Directions for this task. For the word "response", determine how many lines of the entries below contain it, and give only that number.

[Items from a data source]
* * *

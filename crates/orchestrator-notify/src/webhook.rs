use std::fmt;
use std::sync::Arc;
use std::time::Duration;

use async_trait::async_trait;
use orchestrator_config::OrchestratorConfig;
use orchestrator_protocol::command::truncate_for_error;
use orchestrator_protocol::{
    Notification, Notifier, OrchestratorError, OrchestratorResult, PluginSlot,
};
use orchestrator_registry::{PluginInstance, PluginManifest, PluginModule};
use serde_json::json;
use tracing::debug;

const REQUEST_TIMEOUT: Duration = Duration::from_secs(10);

#[derive(Clone)]
pub struct WebhookNotifier {
    endpoint: String,
    client: reqwest::Client,
}

impl fmt::Debug for WebhookNotifier {
    fn fmt(&self, formatter: &mut fmt::Formatter<'_>) -> fmt::Result {
        formatter
            .debug_struct("WebhookNotifier")
            .field("endpoint", &"<redacted>")
            .finish()
    }
}

impl WebhookNotifier {
    pub fn new(endpoint: impl Into<String>) -> OrchestratorResult<Self> {
        let endpoint = endpoint.into();
        if !(endpoint.starts_with("http://") || endpoint.starts_with("https://")) {
            return Err(OrchestratorError::Configuration(
                "notify.webhook_url must be an http(s) URL".to_owned(),
            ));
        }
        let client = reqwest::Client::builder()
            .user_agent("orchestrator/notify")
            .timeout(REQUEST_TIMEOUT)
            .build()
            .map_err(|err| {
                OrchestratorError::Configuration(format!(
                    "failed to initialize notification HTTP client: {err}"
                ))
            })?;

        Ok(Self { endpoint, client })
    }
}

#[async_trait]
impl Notifier for WebhookNotifier {
    async fn notify(&self, notification: &Notification) -> OrchestratorResult<()> {
        let response = self
            .client
            .post(&self.endpoint)
            .json(&json!({
                "session_id": notification.session_id,
                "title": notification.title,
                "body": notification.body,
                "priority": notification.priority,
            }))
            .send()
            .await
            .map_err(|err| {
                OrchestratorError::TransientExternal(format!(
                    "failed to deliver notification webhook: {err}"
                ))
            })?;

        let status = response.status();
        if status.is_success() {
            debug!(status = status.as_u16(), "notification webhook delivered");
            return Ok(());
        }
        let body = response.text().await.unwrap_or_default();
        Err(OrchestratorError::from_http_status(
            status.as_u16(),
            format!("notification webhook rejected: {}", truncate_for_error(&body)),
        ))
    }
}

/// Unavailable unless `notify.webhook_url` is set.
pub struct WebhookNotifierModule;

impl PluginModule for WebhookNotifierModule {
    fn manifest(&self) -> PluginManifest {
        PluginManifest {
            slot: PluginSlot::Notifier,
            name: "webhook",
            description: "notifications POSTed as JSON to notify.webhook_url",
        }
    }

    fn create(&self, config: &OrchestratorConfig) -> OrchestratorResult<PluginInstance> {
        let endpoint = config.notify.webhook_url.clone().ok_or_else(|| {
            OrchestratorError::Configuration("notify.webhook_url is not set".to_owned())
        })?;
        Ok(PluginInstance::Notifier(Arc::new(WebhookNotifier::new(
            endpoint,
        )?)))
    }
}
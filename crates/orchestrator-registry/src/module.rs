use std::fmt;
use std::sync::Arc;

use orchestrator_config::OrchestratorConfig;
use orchestrator_protocol::{
    Agent, Notifier, OrchestratorResult, PluginKey, PluginSlot, Runtime, Scm, Tracker, Workspace,
};

/// Static description of a compiled-in plugin.
#[derive(Debug, Clone, Copy, PartialEq, Eq)]
pub struct PluginManifest {
    pub slot: PluginSlot,
    pub name: &'static str,
    pub description: &'static str,
}

impl PluginManifest {
    pub fn key(&self) -> PluginKey {
        PluginKey::new(self.slot, self.name)
    }
}

/// One entry of the build-time registration list.
pub trait PluginModule: Send + Sync {
    fn manifest(&self) -> PluginManifest;

    /// Constructs the instance. An error marks the plugin unavailable in this
    /// environment; it only fails a project that actually requires it.
    fn create(&self, config: &OrchestratorConfig) -> OrchestratorResult<PluginInstance>;
}

#[derive(Clone)]
pub enum PluginInstance {
    Runtime(Arc<dyn Runtime>),
    Agent(Arc<dyn Agent>),
    Workspace(Arc<dyn Workspace>),
    Tracker(Arc<dyn Tracker>),
    Scm(Arc<dyn Scm>),
    Notifier(Arc<dyn Notifier>),
}

impl PluginInstance {
    pub const fn slot(&self) -> PluginSlot {
        match self {
            Self::Runtime(_) => PluginSlot::Runtime,
            Self::Agent(_) => PluginSlot::Agent,
            Self::Workspace(_) => PluginSlot::Workspace,
            Self::Tracker(_) => PluginSlot::Tracker,
            Self::Scm(_) => PluginSlot::Scm,
            Self::Notifier(_) => PluginSlot::Notifier,
        }
    }
}

impl fmt::Debug for PluginInstance {
    fn fmt(&self, f: &mut fmt::Formatter<'_>) -> fmt::Result {
        f.debug_tuple("PluginInstance")
            .field(&self.slot().as_str())
            .finish()
    }
}
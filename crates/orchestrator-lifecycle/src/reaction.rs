//! Reaction engine: runs configured side effects for persisted events,
//! strictly in sequence order, at most once per `(session, sequence, kind)`.
//!
//! Every attempt is claimed in the session's reaction ledger (fsynced)
//! before the side effect starts. A claim still without an outcome on the
//! next pass means the process died mid-call: the reaction is dead-lettered
//! instead of run again.
//!
//! The escalation for a dead-lettered reaction is its own ledger key,
//! `(dead-letter event sequence, "escalation")`, so a crash between the
//! dead-letter and the notify is resumed on recovery.

use std::collections::BTreeSet;

use orchestrator_config::{ReactionAction, ReactionConfigToml};
use orchestrator_protocol::call::backoff_delay_ms;
use orchestrator_protocol::event::EVENT_REACTION_DEAD_LETTERED;
use orchestrator_protocol::{
    call_with_policy, CustomReactionContext, LifecycleEvent, Notification, NotificationPriority,
    OrchestratorError, OrchestratorResult,
};
use orchestrator_registry::ResolvedProject;
use orchestrator_store::{
    now_millis, now_timestamp, ReactionLedgerEntry, ReactionOutcomes, ReactionStatus,
    SessionRecord,
};
use serde_json::json;
use tokio_util::sync::CancellationToken;
use tracing::{debug, error, info, warn};

use crate::context::LifecycleContext;
use crate::perf::LifecyclePerfCounters;
use crate::prompts;

const ESCALATION_KIND: &str = "escalation";
const INTERRUPTED_DETAIL: &str = "interrupted before an outcome was recorded";

#[derive(Debug, Clone, Copy, PartialEq, Eq)]
pub(crate) enum ReactionProgress {
    /// Every event up to `last_sequence` has a settled outcome.
    Settled,
    /// A failed reaction is waiting for its backoff to elapse.
    Waiting,
    Cancelled,
}

pub(crate) struct ReactionEngine<'a> {
    pub(crate) ctx: &'a LifecycleContext,
    pub(crate) project: &'a ResolvedProject,
    pub(crate) cancel: &'a CancellationToken,
    pub(crate) perf: &'a LifecyclePerfCounters,
}
#[derive(Clone, Debug, Default)]
pub(crate) struct Validator {
    locals: Vec<ValType>,
    blocks: Vec<Block>,
    opds: Vec<OpdType>,
    aux_opds: Vec<OpdType>,
}

impl Validator {
    pub(crate) fn new() -> Self {
        Self::default()
    }

    /// Validates `module` and records the outcome in its validation status.
    pub(crate) fn validate(&mut self, module: &Module) -> Result<(), ValidationError> {
        let result = self.validate_module(module);
        let status = match &result {
            Ok(()) => ValidationStatus::Valid,
            Err(error) => {
                debug!(%error, "module is invalid");
                ValidationStatus::Invalid(error.clone())
            }
        };
        module.set_validation_status(status, ValidationToken(()));
        result
    }

    fn validate_module(&mut self, module: &Module) -> Result<(), ValidationError> {
        let ctx = ModuleContext::new(module)?;
        // A global initializer may only read the globals before it.
        for (idx, global) in module.globals().iter().enumerate() {
            let global_count = ctx.imported_global_count + idx;
            ctx.validate_const_expr(&global.init, global.type_.val, global_count)?;
        }
        let mut export_names = HashSet::new();
        for export in module.exports() {
            if !export_names.insert(export.name.as_str()) {
                return Err(ValidationError::new("duplicate export name"));
            }
            match export.desc {
                ExportDesc::Func(idx) => {
                    ctx.func(idx)?;
                }
                ExportDesc::Table(idx) => {
                    ctx.table(idx)?;
                }
                ExportDesc::Mem(idx) => {
                    ctx.mem(idx)?;
                }
                ExportDesc::Global(idx) => {
                    ctx.global(idx)?;
                }
                ExportDesc::Tag(idx) => {
                    ctx.tag(idx)?;
                }
            }
        }
        if let Some(start) = module.start() {
            let type_ = ctx.func(start)?;
            if !type_.params().is_empty() || !type_.results().is_empty() {
                return Err(ValidationError::new("start function"));
            }
        }
        for elem in module.elements() {
            for init in &elem.init {
                ctx.validate_const_expr(init, elem.type_.into(), ctx.globals.len())?;
            }
            if let ElemMode::Active { table, offset } = &elem.mode {
                if ctx.table(*table)?.elem != elem.type_ {
                    return Err(ValidationError::new("type mismatch"));
                }
                ctx.validate_const_expr(offset, ValType::I32, ctx.globals.len())?;
            }
        }
        for data in module.data() {
            if let DataMode::Active { mem, offset } = &data.mode {
                ctx.mem(*mem)?;
                ctx.validate_const_expr(offset, ValType::I32, ctx.globals.len())?;
            }
        }
        for (type_idx, code) in module.functions().iter().zip(module.code()) {
            let type_ = ctx.type_(*type_idx)?;
            self.validate_func(&ctx, type_, &code.locals, &code.body)?;
        }
        debug!(functions = module.code().len(), "validated module");
        Ok(())
    }

    fn validate_func(
        &mut self,
        ctx: &ModuleContext<'_>,
        type_: &FuncType,
        locals: &[ValType],
        body: &Expression,
    ) -> Result<(), ValidationError> {
        self.locals.clear();
        self.blocks.clear();
        self.opds.clear();
        let mut validation = Validation {
            ctx,
            locals: &mut self.locals,
            blocks: &mut self.blocks,
            opds: &mut self.opds,
            aux_opds: &mut self.aux_opds,
        };
        validation.locals.extend(type_.params().iter().copied());
        validation.locals.extend(locals.iter().copied());
        validation.push_block(
            BlockKind::Block,
            FuncType::new([], type_.results().iter().copied()),
        );
        for instr in body.instrs() {
            if validation.blocks.is_empty() {
                return Err(ValidationError::new("operators remaining after end of function"));
            }
            validation.validate_instr(instr)?;
        }
        if !validation.blocks.is_empty() {
            return Err(ValidationError::new("unexpected end"));
        }
        Ok(())
    }
}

* * *

Output of the exercise. 3